Com décadas de luta anti-imperialista e anticapitalista claramente sob
ameaça de reacionários domésticos, em 1966 Mao supervisionou a Diretiva
de 16 de maio do Partido para afirmar claramente a ameaça: “…eles
tomarão o poder político e transformarão a ditadura do proletariado em
uma ditadura da burguesia”. Decodificado: os pró-capitalistas corruptos
transformarão a China em uma democracia (burguesa) estilo Europa Ocidental.

E de uma perspectiva da política externa em 1966, uma crise estava sem
dúvida à porta da China: os EUA estavam invadindo maciçamente o Vietnã,
e o maior partido comunista do mundo que não estava no poder estava
sendo vítima de um genocídio literal na Indonésia, com o apoio dos EUA.

Além de fazer declarações políticas a um Partido que continha muitos
quadros que só estavam preocupados em aumentar seus lucros, ele tinha
apenas um outro recurso – a opinião popular.

Isso foi todo o preâmbulo. Isso me leva a essa grande e hilária história.

*‘Atravessando o grande rio’: para entender a situação é preciso
primeiro entender o seu significado *

A releitura de Fairbanks:

    /“Na segunda fase da Revolução Cultural, de agosto de 1966 a janeiro
    de 1967, o presidente Mao foi um grande showman. O obediente Liu
    Shaoqi, já condenado à ruína, estava orquestrando o movimento
    antirrevisionista entre os fiéis do partido. Em julho de 1966, o
    público chinês ficou eletrizado ao saber que Mao tinha vindo para o
    norte, parando no caminho para nadar no Yangzi. Como os chineses
    rurais geralmente não sabiam nadar e poucos aventureiros já haviam
    tentado o Yangzi, era como a notícia de que a rainha Elizabeth II
    havia nadado no Canal. Ele era obviamente um modelo de atletismo
    capaz de feitos sobre-humanos. (Fotos mostrando sua cabeça em cima
    da água sugerem que Mao não nadou crawl, nem deu braçada lateral,
    nem nadou de costas ou nadou peito, mas nadou à sua própria maneira
    de pé – não sobre a água. Ele foi cronometrado a uma velocidade
    incomumente rápida.) /

Hilariante! E escrito com o máximo de esforço para o humor também! O que
diabos Mao estavam fazendo?! Aqueles chineses inescrutáveis – nunca os
entenderemos! Mao estava apenas sendo Mao – um tirano excêntrico – mas
essa ganhou o troféu! Elizabeth II nadando no Canal, LOL – bom show!
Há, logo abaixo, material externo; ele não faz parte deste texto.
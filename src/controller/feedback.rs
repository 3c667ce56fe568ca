//! Force-feedback effect slots
//!
//! Each position in an incoming feedback array is a logical slot. A slot
//! holds at most one device effect; a new rumble for the same slot replaces
//! the old effect with stop, remove, upload, play.

use std::collections::BTreeMap;
use std::sync::{Arc, Mutex, MutexGuard};

use serde::{Deserialize, Serialize};
use tracing::{debug, error, info, warn};

use super::connection::ConnectionManager;
use crate::device::{EffectDescriptor, EffectId, EventDevice};

pub const TYPE_LED: u8 = 0;
pub const TYPE_RUMBLE: u8 = 1;
pub const TYPE_BUZZER: u8 = 2;

/// Rumble on the strong (low frequency) motor.
pub const RUMBLE_HEAVY: u8 = 0;
/// Rumble on the weak (high frequency) motor.
pub const RUMBLE_LIGHT: u8 = 1;

#[derive(Clone, Copy, Debug, Default, PartialEq, Serialize, Deserialize)]
#[serde(default)]
pub struct FeedbackCommand {
    #[serde(rename = "type")]
    pub kind: u8,
    pub id: u8,
    pub intensity: f32,
}

impl FeedbackCommand {
    pub fn rumble(id: u8, intensity: f32) -> Self {
        Self {
            kind: TYPE_RUMBLE,
            id,
            intensity,
        }
    }

    pub fn request(&self) -> FeedbackRequest {
        if self.kind != TYPE_RUMBLE {
            return FeedbackRequest::Ignored;
        }
        let magnitude = magnitude(self.intensity);
        match self.id {
            RUMBLE_HEAVY => FeedbackRequest::Rumble(EffectDescriptor::rumble(magnitude, 0)),
            RUMBLE_LIGHT => FeedbackRequest::Rumble(EffectDescriptor::rumble(0, magnitude)),
            other => FeedbackRequest::UnsupportedEffect(other),
        }
    }
}

/// A batch of feedback commands; the position is the slot index.
#[derive(Clone, Debug, Default, PartialEq, Serialize, Deserialize)]
#[serde(default)]
pub struct FeedbackArray {
    pub array: Vec<FeedbackCommand>,
}

#[derive(Clone, Copy, Debug, PartialEq, Eq)]
pub enum FeedbackRequest {
    Rumble(EffectDescriptor),
    /// LED, buzzer, empty entries and unknown types.
    Ignored,
    UnsupportedEffect(u8),
}

/// `intensity` clamped to [0, 1], scaled onto the full `u16` range.
pub fn magnitude(intensity: f32) -> u16 {
    let intensity = if intensity.is_nan() {
        0.0
    } else {
        intensity.clamp(0.0, 1.0)
    };
    (f32::from(u16::MAX) * intensity) as u16
}

#[derive(Clone, Copy, Debug, PartialEq, Eq)]
struct ActiveEffect {
    id: EffectId,
    generation: u64,
}

#[derive(Debug)]
pub struct FeedbackEffectManager {
    connection: Arc<ConnectionManager>,
    slots: Mutex<BTreeMap<usize, ActiveEffect>>,
}

impl FeedbackEffectManager {
    pub fn new(connection: Arc<ConnectionManager>) -> Self {
        Self {
            connection,
            slots: Mutex::new(BTreeMap::new()),
        }
    }

    /// Effect id currently held by `slot` on the live connection.
    pub fn active_effect(&self, slot: usize) -> Option<EffectId> {
        let generation = self.connection.generation();
        self.lock_slots()
            .get(&slot)
            .filter(|active| active.generation == generation)
            .map(|active| active.id)
    }

    /// Applies one batch. Device errors are logged, never returned.
    pub fn apply(&self, commands: &[FeedbackCommand]) {
        let Some((device, generation)) = self.connection.current() else {
            warn!("Feedback for {} slots dropped: no device open", commands.len());
            return;
        };
        if !device.capabilities().supports_rumble() {
            warn!(
                "Feedback dropped: {} has no rumble support",
                device.capabilities().name
            );
            return;
        }

        let mut slots = self.lock_slots();

        for (slot, command) in commands.iter().enumerate() {
            match command.request() {
                FeedbackRequest::Ignored => {
                    debug!("Slot {}: feedback type {} not handled", slot, command.kind)
                }
                FeedbackRequest::UnsupportedEffect(id) => {
                    warn!("Slot {}: unsupported rumble id {}, skipping", slot, id)
                }
                FeedbackRequest::Rumble(effect) => {
                    let previous = slots
                        .get(&slot)
                        .filter(|active| active.generation == generation)
                        .map(|active| active.id);

                    match replace_effect(device.as_ref(), slot, previous, &effect) {
                        Some(id) => {
                            slots.insert(slot, ActiveEffect { id, generation });
                        }
                        None => {
                            slots.remove(&slot);
                        }
                    }
                }
            }
        }
    }

    fn lock_slots(&self) -> MutexGuard<'_, BTreeMap<usize, ActiveEffect>> {
        self.slots.lock().unwrap_or_else(|e| e.into_inner())
    }
}

/// Returns the id now occupying the slot, if the upload succeeded.
fn replace_effect(
    device: &dyn EventDevice,
    slot: usize,
    previous: Option<EffectId>,
    effect: &EffectDescriptor,
) -> Option<EffectId> {
    if let Some(old) = previous {
        if let Err(e) = device.stop_effect(old) {
            error!("Slot {}: failed to stop effect {}: {}", slot, old, e);
        }
        if let Err(e) = device.remove_effect(old) {
            error!("Slot {}: failed to remove effect {}: {}", slot, old, e);
        }
    }

    let id = match device.upload_effect(effect) {
        Ok(id) => id,
        Err(e) => {
            error!("Slot {}: failed to upload effect: {}", slot, e);
            return None;
        }
    };
    if let Err(e) = device.play_effect(id) {
        error!("Slot {}: failed to play effect {}: {}", slot, id, e);
    }

    info!("Slot {}: playing effect {} ({:?})", slot, id, effect.kind);
    Some(id)
}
É uma pena que Fairbanks – um dos principais formadores de pensamento
americanos sobre a China por décadas – não tivesse ideia de porquê tal
movimento “eletrificou” a China. Fairbanks sugere que a manifestação de
Mao foi puro auto-engrandecimento na moda mais individualista e
eleitoral do Ocidente: “Eu sou tão sobre-humano que posso esmagar toda a
dissidência – apenas me observe nadando “cachorrinho” no Yangzi.

Uma pena que isso não faz sentido algum.

De tempos em tempos, a travessia de Mao é relatada
<http://www.scmp.com/magazines/post-magazine/long-reads/article/1999098/chairman-maos-historic-swim-glorified-china> pelos ocidentais como sendo “carregada de simbolismo para o povo chinês”, mas *nunca vi o simbolismo realmente explicado.*

Isso é muito ruim, porque o que essa história prova é o quão próximo Mao
era do público; como ele falava sua língua; por que o público o adorava
(ainda o faz e sempre o fará); e porque ele era um democrata tão
confiante e libertador de pessoas.

*Além do ‘teatro’ político e dentro do reino da religiosidade política *

Este foi o significado que Fairbanks não entendeu e que muitos do Povo
da China também não:

O livro ético dos chineses é o I Ching, o “Livro das Mutações”, que é o
livro mais antigo do mundo por uma razão: pode ser estupidamente usado
como uma ferramenta de adivinhação – assim como abrir o Alcorão em uma
página aleatória é usado para “dar conselhos” a alguns muçulmanos – mas
o I Ching é verdadeiramente um guia mestre da moralidade humana e
celestial.

Resumidamente, o I Ching examina 64 conceitos, condições e estados
éticos, pessoais e sociais. Medita-se longamente sobre uma série de
conceitos – “Influência Mútua”, “Juntando”, “Escuridão”, “Procedendo
Humildemente”, “Ainda Não Cumprido” etc. – e o livro discute seu
verdadeiro significado, como eles progridem em estágios e como eles se
inter-relacionam com outros conceitos.

De fato, a inter-relação desse primeiro sistema binário (yin-yang)
atinge uma espécie de nível de unidade da “Teoria das Cordas Sociais”, e
com moralidade social e orientação divina onipresentes (embora não
abraâmica, é claro). Ao estudar o I Ching, pode-se ver como, quando e
por que esses 64 conceitos / oportunidades éticas são apropriadas (ou
não), e também obter instruções sobre como eles provavelmente mudarão –
a mudança sendo a única constante neste mundo mortal.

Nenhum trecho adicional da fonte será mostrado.